Fairfield Hacker 'Bytes' More than Can Chew, Put Behind Bars
During the concluding week of September 2007, a Fairfield local who was charged of cyber attack has been taken into custody, declared the US Counselor McGregor W. Scott on October 1, 2007. The lawsuit is being taken care of by the Computer Hacking and Intellectual Property department of the US Attorney Office.
The 21-year-old Greg King was indicted on four counts of offense relating electronic transmission of software intended to harm the secure machines. The October 3, 2007 edition of The Reporter reported functionaries handling the lawsuit stating that the FBI had probed King regarding the use of a "botnet" to penetrate computer servers.
According to the Indictment, King had utilized a "botnet" to strike secure computers. The term botnet refers to a group of computer servers of unwitting user's infected illegally with malware by a cyber-terrorist. The cyber-terrorist runs programs on the computers - also called "bots," "drones'' or "zombies," - controlled by his instructions.

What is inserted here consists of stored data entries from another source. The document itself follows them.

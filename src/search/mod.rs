//! Search orchestration module
//!
//! Validates a request, performs the single upstream call and shapes the
//! envelope.

mod executor;
mod models;

pub use executor::SearchClient;
pub use models::*;
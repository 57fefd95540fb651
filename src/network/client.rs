//! HTTP client for making requests to the search API

use crate::config::OutgoingSettings;
use crate::engines::{EngineRequest, EngineResponse};
use crate::error::{Result, SearchError};
use async_trait::async_trait;
use reqwest::{Client, Response};
use std::collections::HashMap;
use std::time::Duration;
use tracing::debug;

/// Something that can carry one engine request to the upstream and back
#[async_trait]
pub trait Transport: Send + Sync {
    /// Perform the request, bounded by `timeout`
    async fn execute(&self, request: EngineRequest, timeout: Duration) -> Result<EngineResponse>;
}

/// HTTP client wrapper around reqwest
#[derive(Clone)]
pub struct HttpClient {
    client: Client,
    user_agent: String,
}

impl HttpClient {
    /// Create a new HTTP client with default settings
    pub fn new() -> Result<Self> {
        Self::with_settings(&OutgoingSettings::default())
    }

    /// Create a new HTTP client with custom settings
    pub fn with_settings(settings: &OutgoingSettings) -> Result<Self> {
        let mut builder = Client::builder().gzip(true).brotli(true);

        // SSL verification
        if !settings.verify_ssl {
            builder = builder.danger_accept_invalid_certs(true);
        }

        let client = builder
            .build()
            .map_err(|e| SearchError::ClientUnavailable(error_chain(&e)))?;

        Ok(Self {
            client,
            user_agent: format!("sougou-search/{}", crate::VERSION),
        })
    }

    /// Parse response into EngineResponse
    async fn parse_response(response: Response, timeout: Duration) -> Result<EngineResponse> {
        let status = response.status().as_u16();
        let url = response.url().to_string();

        let mut headers = HashMap::new();
        for (key, value) in response.headers() {
            if let Ok(v) = value.to_str() {
                headers.insert(key.to_string(), v.to_string());
            }
        }

        let text = response
            .text()
            .await
            .map_err(|e| classify(e, timeout))?;

        Ok(EngineResponse {
            status,
            headers,
            text,
            url,
        })
    }
}

#[async_trait]
impl Transport for HttpClient {
    async fn execute(&self, request: EngineRequest, timeout: Duration) -> Result<EngineResponse> {
        let mut req_builder = self.client.get(&request.url).timeout(timeout);

        if !request
            .headers
            .keys()
            .any(|k| k.eq_ignore_ascii_case("user-agent"))
        {
            req_builder = req_builder.header("User-Agent", &self.user_agent);
        }

        for (key, value) in &request.headers {
            req_builder = req_builder.header(key, value);
        }

        if !request.params.is_empty() {
            req_builder = req_builder.query(&request.params);
        }

        debug!("GET {} ({} params)", request.url, request.params.len());

        let response = req_builder
            .send()
            .await
            .map_err(|e| classify(e, timeout))?;

        Self::parse_response(response, timeout).await
    }
}

fn classify(err: reqwest::Error, timeout: Duration) -> SearchError {
    if err.is_timeout() {
        SearchError::Timeout(timeout)
    } else {
        SearchError::Transport(error_chain(&err))
    }
}

/// Render an error together with its sources, outermost first
fn error_chain(err: &dyn std::error::Error) -> String {
    let mut message = err.to_string();
    let mut source = err.source();
    while let Some(cause) = source {
        message.push_str(": ");
        message.push_str(&cause.to_string());
        source = cause.source();
    }
    message
}

#[cfg(test)]
mod tests {
    use super::*;

    #[tokio::test]
    async fn test_client_creation() {
        let client = HttpClient::new();
        assert!(client.is_ok());
        assert!(client.unwrap().user_agent.starts_with("sougou-search/"));
    }

    #[tokio::test]
    async fn test_connection_refused_is_transport_error() {
        let client = HttpClient::new().unwrap();
        // Port 9 (discard) is not expected to accept HTTP on loopback
        let request = EngineRequest::get("http://127.0.0.1:9/rsrc/i/prosearch");
        let err = client
            .execute(request, Duration::from_secs(2))
            .await
            .unwrap_err();
        assert!(matches!(err, SearchError::Transport(_) | SearchError::Timeout(_)));
    }
}
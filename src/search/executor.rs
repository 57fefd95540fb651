//! Search execution

use super::models::SearchRequest;
use crate::config::Settings;
use crate::engines::{RequestParams, Sougou};
use crate::error::{Result, SearchError};
use crate::network::{HttpClient, RetryTransport, Transport};
use crate::results::{Envelope, ErrorResponse, SearchResponse};
use std::sync::Arc;
use std::time::Instant;
use tokio::time::timeout;
use tracing::{debug, info, warn};

/// Client that performs one upstream search per call
#[derive(Clone)]
pub struct SearchClient {
    engine: Sougou,
    transport: Arc<dyn Transport>,
}

impl SearchClient {
    /// Build a client over the real HTTP transport
    pub fn new(settings: &Settings) -> Result<Self> {
        let http = HttpClient::with_settings(&settings.outgoing)?;
        let transport = RetryTransport::from_settings(http, &settings.outgoing);
        let engine = Sougou::new(&settings.upstream, settings.credentials.clone());
        Ok(Self::with_transport(engine, transport))
    }

    /// Build a client over any transport
    pub fn with_transport(engine: Sougou, transport: impl Transport + 'static) -> Self {
        Self {
            engine,
            transport: Arc::new(transport),
        }
    }

    /// Run the search and fold any failure into an error envelope
    pub async fn execute(&self, request: &SearchRequest) -> Envelope {
        match self.search(request).await {
            Ok(response) => Envelope::Success(response),
            Err(err) => {
                warn!("Search failed [{}]: {}", err.code(), err);
                Envelope::Failure(ErrorResponse::from_error(request.query.clone(), &err))
            }
        }
    }

    /// Run the search, returning the typed error on failure
    pub async fn search(&self, request: &SearchRequest) -> Result<SearchResponse> {
        let (query, limit) = request.validate()?;
        let max_results = request.effective_max_results();

        let params = RequestParams::new(query);
        let engine_request = self.engine.request(&params)?;

        info!("Executing search '{}' (max {} results)", query, max_results);
        let start = Instant::now();

        // Bounds the whole exchange, retries included
        let response = match timeout(limit, self.transport.execute(engine_request, limit)).await {
            Ok(response) => response?,
            Err(_) => return Err(SearchError::Timeout(limit)),
        };

        debug!(
            "{} responded with status {} in {}ms",
            self.engine.name(),
            response.status,
            start.elapsed().as_millis()
        );

        let results = self.engine.response(response, max_results)?;
        Ok(SearchResponse::new(request.query.clone(), results))
    }
}
//! Search engine module
//!
//! Builds upstream requests and maps upstream responses into results.

mod types;

pub mod sougou;

pub use sougou::Sougou;
pub use types::*;
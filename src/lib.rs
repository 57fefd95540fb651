//! Sougou-Search: a command-line client for the Sougou AI Search API
//!
//! Validates a query, performs one signed request against the upstream
//! search endpoint and maps the answer into a fixed JSON envelope.

pub mod config;
pub mod engines;
pub mod error;
pub mod network;
pub mod render;
pub mod results;
pub mod search;

pub use config::{Credentials, Settings};
pub use error::{ErrorCode, SearchError};
pub use results::{Envelope, ErrorResponse, SearchResponse, SearchResult};
pub use search::{OutputFormat, SearchClient, SearchRequest};

/// Application version
pub const VERSION: &str = env!("CARGO_PKG_VERSION");

/// Default upstream base URL
pub const DEFAULT_BASE_URL: &str = "http://api.tianji.woa.com";

/// Path of the search endpoint
pub const DEFAULT_SEARCH_PATH: &str = "/rsrc/i/prosearch";

/// Default number of results
pub const DEFAULT_MAX_RESULTS: usize = 10;

/// Hard cap on the number of results
pub const MAX_RESULTS_LIMIT: usize = 30;

/// Default timeout for the upstream request in seconds
pub const DEFAULT_TIMEOUT: f64 = 20.0;
//! Configuration module for sougou-search
//!
//! Handles loading settings from YAML files and environment variables.

mod settings;

pub use settings::*;

use anyhow::Result;
use std::path::{Path, PathBuf};
use tracing::{debug, info};

/// Load settings from an explicit path, the environment, or the default
/// locations, then apply `SOUGOU_*` overrides.
pub fn load(explicit: Option<&Path>) -> Result<Settings> {
    let mut settings = match find_settings_file(explicit) {
        Some(path) => {
            info!("Loading settings from: {}", path.display());
            Settings::from_file(&path)?
        }
        None => {
            debug!("No settings file found, using defaults");
            Settings::default()
        }
    };
    settings.merge_env();
    Ok(settings)
}

fn find_settings_file(explicit: Option<&Path>) -> Option<PathBuf> {
    // An explicit path is used as-is so a typo surfaces as a read error
    if let Some(path) = explicit {
        return Some(path.to_path_buf());
    }

    if let Ok(path) = std::env::var("SOUGOU_SETTINGS_PATH") {
        let path = PathBuf::from(path);
        if path.exists() {
            return Some(path);
        }
    }

    let candidates = [
        Some(PathBuf::from("settings.yml")),
        dirs::config_dir().map(|p| p.join("sougou-search/settings.yml")),
    ];

    candidates.into_iter().flatten().find(|p| p.exists())
}

#[cfg(test)]
mod tests {
    use super::*;
    use std::io::Write;

    #[test]
    fn test_load_explicit_file() {
        let mut file = tempfile::NamedTempFile::new().unwrap();
        writeln!(file, "defaults:\n  max_results: 5\n  timeout: 3.5").unwrap();

        let settings = load(Some(file.path())).unwrap();
        assert_eq!(settings.defaults.max_results, 5);
        assert_eq!(settings.defaults.timeout, 3.5);
    }

    #[test]
    fn test_load_missing_explicit_file_fails() {
        let dir = tempfile::tempdir().unwrap();
        let result = load(Some(&dir.path().join("nope.yml")));
        assert!(result.is_err());
    }
}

The Associated Content on October 2, 2007, reported that the documents registered with the court alleged that King supposedly had over 7000 servers in his possession, which he utilized to execute several Distributed Denial of Service (DDoS) assaults. He masterminded computers under his command to initiate strikes against sites held by two companies.
Under the DDoS attack, a cyber-terrorist strikes instructing the network of compromised computers to flood the unsuspecting target's computer with requests containing thousands bits of data. This clogs the servers causing the usual traffic to either slow down or totally shutting down the site. It may take days before the damage can be rectified and the Websites can be restored.
On October 1, 2007, detectives closed in on the residence of King who has a number of cyber identities, such as GregK, Gregk707, sZ, Silenz420, and Silenz.
King allegedly hurried to the back entrance of his house holding a laptop, but was shortly nabbed and his laptop seized. After his arrest, King was supposed to appear before a federal judge in Sacramento's U.S. Eastern District Court.
King could be awarded a prison term of up to 10 years and forced to give a $250,000 penalty if convicted.